After bearing the brunt of the impact of the pandemic on the Greater Toronto real estate market, condominium sales and prices have roared back to life in both the city and suburbs in 2021. Year-to-date sales of condominium apartments and townhomes (January 1 to August 31) have climbed 71 per cent year-over year, to 30,383 units in the GTA, up from 17,760 during the same period in 2020. Average price has experienced a modest increase, with values for apartments and townhomes rising seven per cent to $688,138 year-over-year.
Affordability has propelled condos within the pricey Greater Toronto real estate market, with apartments and townhomes in the 905-area code experiencing a notable upswing in activity. The strongest sales growth was reported in York Region and Peel in 2021, where sales rose 121.8 per cent and 66.3 per cent respectively. Buyers, many from the 416, have been behind the push for condominium product in areas north, east and west of Toronto proper. Sales in the centre of the city have also climbed as purchasers return to the core, rising 81.3 per cent in the first eight months of 2021 to 11,518, up from just 6,354 units during the same period one year earlier. The city’s east and west ends have also reported solid growth, with sales of condominiums up 63.5 per cent and 46.2 per cent respectively.

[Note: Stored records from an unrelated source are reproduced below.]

use std::io::Write;
use std::sync::Arc;
use std::time::Duration;

use anyhow::{bail, Context, Result};
use clap::Parser;
use tracing::{info, warn};
use tracing_subscriber::{fmt, EnvFilter};

use adcensus::candidates;
use adcensus::cli::Cli;
use adcensus::discover;
use adcensus::namegen::NameGen;
use adcensus::pipeline::{self, PipelineConfig};
use adcensus::rootdse;
use adcensus::select;
use adcensus::session::{LdapSessionFactory, SessionFactory};

#[cfg(not(target_os = "windows"))]
#[global_allocator]
static GLOBAL: jemallocator::Jemalloc = jemallocator::Jemalloc;

#[tokio::main]
async fn main() -> Result<()> {
    let args = Cli::parse();
    let filter =
        EnvFilter::try_from_default_env().unwrap_or_else(|_| EnvFilter::new(&args.log_level));
    fmt().with_env_filter(filter).init();

    info!("adcensus - anonymous Active Directory account enumeration");

    let factory = Arc::new(LdapSessionFactory::new(
        args.port,
        args.tls_mode,
        args.ignore_cert,
    ));
    let servers = resolve_servers(&args, factory.clone()).await?;
    let mut output = candidates::open_output(args.output.as_deref())?;

    if args.dump {
        let mut ldap = factory.open(&servers[0]).await?;
        let attributes = rootdse::dump_root_dse(&mut ldap).await;
        let _ = ldap.unbind().await;
        for (attribute, values) in attributes {
            for value in values {
                writeln!(output, "{attribute}: {value}")?;
            }
        }
        return Ok(());
    }

    let input: Box<dyn Iterator<Item = String> + Send> = match args.generate {
        Some(length) => {
            let generator = NameGen::new(&args.charset, length)?;
            info!("generating {} candidate names", generator.complexity());
            Box::new(generator)
        }
        None => candidates::open_input(args.input.as_deref())?,
    };

    let cfg = PipelineConfig {
        servers,
        parallel: args.parallel,
        throttle: (args.throttle > 0).then(|| Duration::from_millis(args.throttle)),
        session_quota: args.max_requests,
    };
    let report = pipeline::run(cfg, factory, input, output).await?;

    if let Some(reason) = &report.abort {
        warn!("run ended with partial coverage, no new sessions after: {reason}");
    }
    info!(
        fed = report.fed,
        dropped = report.dropped,
        probed = report.probed,
        hits = report.hits,
        "done"
    );
    Ok(())
}

/// Explicit --server lists are used as given; otherwise resolve the domain,
/// look up its controllers and narrow them with the selection strategy.
async fn resolve_servers(args: &Cli, factory: Arc<LdapSessionFactory>) -> Result<Vec<String>> {
    if !args.server.is_empty() {
        return Ok(args.server.clone());
    }

    let domain = match &args.dns_domain {
        Some(domain) => domain.to_lowercase(),
        None => {
            info!("no server supplied, auto-detecting");
            discover::detect_domain()
                .context("domain auto-detection failed, use --dnsdomain or --server")?
        }
    };
    info!(domain = %domain, "looking up domain controllers");

    let discovered = discover::lookup_controllers(&domain).await?;
    if discovered.is_empty() {
        bail!("no domain controllers found for {domain}, use --server");
    }
    info!(
        "discovered {} controller(s): {}",
        discovered.len(),
        discovered.join(", ")
    );

    let factory: Arc<dyn SessionFactory> = factory;
    let chosen = select::choose_servers(
        discovered,
        args.max_servers,
        args.max_strategy,
        factory,
        select::BENCH_WINDOW,
    )
    .await;
    if chosen.is_empty() {
        bail!("server selection yielded no usable servers, use --server");
    }
    info!("using servers: {}", chosen.join(", "));
    Ok(chosen)
}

Prices have risen in the condo segment of the Greater Toronto real estate market as well, with the eastern district reporting double-digit increases ranging from 14.8 per cent to 17.6 per cent (in E11, E10, E06, E04 and E07). Price appreciation in the 905 topped 30 per cent in Oshawa (32.9 per cent), Whitby (32.1 per cent) and Clarington (30.7 per cent), and passed the 20-per-cent threshold in King (27.3 per cent), Newmarket (23.8 per cent) and Oakville (21.7 per cent).
The oversupply of condominiums that existed in early 2021 has been absorbed, with tight inventory levels now starting to place upward pressure on condominium values. Between January 1 and August 31 of this year, 72.1 per cent of all sales occurred below $1 million, yet demand at this price point is currently exceeding supply. A continuation of these conditions would place serious upward pressure on values, especially if buyers try to secure home ownership in advance of interest rate hikes that are expected in 2022.

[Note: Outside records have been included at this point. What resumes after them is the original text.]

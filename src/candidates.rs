//! Candidate sources and the filtering contract.
//!
//! Every source feeds the pipeline through [`is_valid_candidate`]: names
//! containing filter metacharacters never reach a worker.

use std::fs::File;
use std::io::{self, BufRead, BufReader, Write};
use std::path::Path;

use anyhow::{Context, Result};
use memmap2::Mmap;

/// Characters that would break or subvert the ping filter.
pub const FORBIDDEN_CHARS: &str = "\"/\\:;|=,+*?<>";

pub fn is_valid_candidate(name: &str) -> bool {
    !name.is_empty() && !name.chars().any(|c| FORBIDDEN_CHARS.contains(c))
}

/// Lazy line iterator over a memory-mapped candidate file.
pub struct MmapLines {
    map: Mmap,
    pos: usize,
}

impl MmapLines {
    pub fn open(path: &Path) -> Result<Self> {
        let file = File::open(path).with_context(|| format!("can't open {}", path.display()))?;
        let map = unsafe { Mmap::map(&file) }
            .with_context(|| format!("can't map {}", path.display()))?;
        Ok(Self { map, pos: 0 })
    }
}

impl Iterator for MmapLines {
    type Item = String;

    fn next(&mut self) -> Option<String> {
        if self.pos >= self.map.len() {
            return None;
        }
        let rest = &self.map[self.pos..];
        let end = rest.iter().position(|&b| b == b'\n').unwrap_or(rest.len());
        self.pos += end + 1;
        let mut line = &rest[..end];
        if line.ends_with(b"\r") {
            line = &line[..line.len() - 1];
        }
        Some(String::from_utf8_lossy(line).into_owned())
    }
}

/// Candidate source: mmap'd file when a path is given, stdin otherwise.
pub fn open_input(path: Option<&Path>) -> Result<Box<dyn Iterator<Item = String> + Send>> {
    match path {
        Some(path) => Ok(Box::new(MmapLines::open(path)?)),
        None => Ok(Box::new(
            BufReader::new(io::stdin()).lines().map_while(io::Result::ok),
        )),
    }
}

/// Hit destination: file when a path is given, stdout otherwise.
pub fn open_output(path: Option<&Path>) -> Result<Box<dyn Write + Send>> {
    match path {
        Some(path) => {
            let file = File::create(path)
                .with_context(|| format!("can't create {}", path.display()))?;
            Ok(Box::new(file))
        }
        None => Ok(Box::new(io::stdout())),
    }
}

At the other end of the spectrum, luxury condominium sales continue to rattle and hum. Sales over $2 million have risen 71 per cent year-over-year, with 195 units sold in the first eight months of 2021 (including two units priced over $10 million), up from 114 units during the same period in 2020. Almost 90 per cent of luxury sales occurred in Toronto proper, with the most expensive properties typically selling in the exclusive downtown core. Condominiums now represent 34.5 per cent of total residential sales logged by the Toronto Regional Real Estate Board, up from 30.8 per cent one year ago. Share of market is expected to climb for condominiums in the next six to 12 months, as values for single-detached homes – which are up 25 per cent to date – make condominium ownership the next best option.

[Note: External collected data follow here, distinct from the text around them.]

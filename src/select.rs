//! Server selection: benchmark or sample discovered servers down to the
//! wanted count.

use std::sync::Arc;
use std::time::Duration;

use clap::ValueEnum;
use futures::stream::{FuturesUnordered, StreamExt};
use rand::seq::IndexedRandom;
use tokio::time::Instant;
use tracing::{info, warn};

use crate::session::SessionFactory;

/// How to pick servers when more are discovered than wanted.
#[derive(Copy, Clone, Debug, PartialEq, Eq, ValueEnum)]
pub enum Strategy {
    /// Benchmark every server and keep the ones completing the most pings
    Fastest,
    /// Uniform sample without replacement
    Random,
}

/// Wall-clock window for the fastest-strategy benchmark.
pub const BENCH_WINDOW: Duration = Duration::from_secs(2);

/// Reduce the discovered servers to at most `maxservers`.
///
/// When the discovered set already fits, it is returned unchanged and the
/// strategy is never consulted; no benchmark connection is opened.
pub async fn choose_servers(
    discovered: Vec<String>,
    maxservers: usize,
    strategy: Strategy,
    factory: Arc<dyn SessionFactory>,
    window: Duration,
) -> Vec<String> {
    if discovered.len() <= maxservers {
        return discovered;
    }
    info!(
        "selecting {maxservers} of {} servers with strategy {strategy:?}",
        discovered.len()
    );
    match strategy {
        Strategy::Random => discovered
            .choose_multiple(&mut rand::rng(), maxservers)
            .cloned()
            .collect(),
        Strategy::Fastest => {
            let mut ranked = rank(measure(discovered, factory, window).await);
            ranked.truncate(maxservers);
            ranked
        }
    }
}

/// Benchmark all servers concurrently: count ping iterations completed
/// within the window. A connect failure or any probe error disqualifies the
/// server outright; a single transient error is enough, there is no retry
/// inside the benchmark.
pub async fn measure(
    servers: Vec<String>,
    factory: Arc<dyn SessionFactory>,
    window: Duration,
) -> Vec<(String, u64)> {
    let mut tasks = FuturesUnordered::new();
    for server in servers {
        let factory = factory.clone();
        tasks.push(tokio::spawn(async move {
            let start = Instant::now();
            let mut session = match factory.connect(&server).await {
                Ok(session) => session,
                Err(err) => {
                    warn!(server = %server, "benchmark connect failed: {err:#}");
                    return None;
                }
            };
            let mut iterations: u64 = 0;
            while start.elapsed() < window {
                if let Err(err) = session.probe(None).await {
                    warn!(server = %server, "benchmark probe failed: {err:#}");
                    return None;
                }
                iterations += 1;
            }
            session.close().await;
            Some((server, iterations))
        }));
    }

    let mut scores = Vec::new();
    while let Some(res) = tasks.next().await {
        if let Ok(Some(score)) = res {
            scores.push(score);
        }
    }
    scores
}

/// Order surviving servers by iteration count, best first.
pub fn rank(mut scores: Vec<(String, u64)>) -> Vec<String> {
    scores.sort_by(|a, b| b.1.cmp(&a.1));
    scores.into_iter().map(|(server, _)| server).collect()
}

#[cfg(test)]
mod tests {
    use super::*;

    #[test]
    fn rank_orders_by_iterations_descending() {
        let scores = vec![
            ("slow".to_string(), 40),
            ("fast".to_string(), 900),
            ("mid".to_string(), 200),
        ];
        assert_eq!(rank(scores), ["fast", "mid", "slow"]);
    }

    #[test]
    fn rank_of_empty_is_empty() {
        assert!(rank(Vec::new()).is_empty());
    }
}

At the national level, the RE/MAX report analyzed five key Canadian housing markets and more than 100 sub-markets, and found that buyers looked to condominium properties in 2021 as the affordable housing option, in the face of rising freehold values. The West experienced the greatest sales gains, with Greater Vancouver and Calgary condo sales up 87 per cent and 83 per cent respectively between January 1 and August 31 of 2021, compared to the same period in 2020, when a notable downturn in condo sales occurred.
The Greater Toronto Area (GTA) was the leader in condo sales in East Canada, up 71 per cent over the same period in 2020, followed by Halifax-Dartmouth (+36 per cent) and Ottawa (+29 per cent).
In terms of price growth in Canada, the greatest gains occurred in the East, with both Halifax-Dartmouth and Ottawa posting double-digit price gains of 30.0 per cent and 18.0 per cent respectively. More moderate appreciation was reported in Greater Toronto (+seven per cent), Vancouver (+6.7 per cent) and Calgary (+three per cent).
Growth in condo market share across the Canadian real estate market occurred in all but one regions surveyed, according to the RE/MAX Canada 2021 Condominium Report. The greatest concentration of condo sales was reported in Greater Vancouver, where condos represented nearly half (48.2 per cent) of total residential sales in 2021, up from 46 per cent one year ago. Condominium apartments and townhomes in the GTA followed with a 34.5 per cent share of the overall market, up from 30.8 per cent one year earlier. Almost one in four properties sold in Ottawa between January 1 and August 31, 2021 was a condominium, compared to the same period in 2020 (24.3 per cent versus 23.3 per cent). Meanwhile in Halifax-Dartmouth, the condominium segment represented 17.3 per cent of total residential sales, up from 15 per cent one year earlier. While overall sales climbed in Calgary year-over-year, condominium market share declined by just under one per cent in 2021, to 14.2 per cent.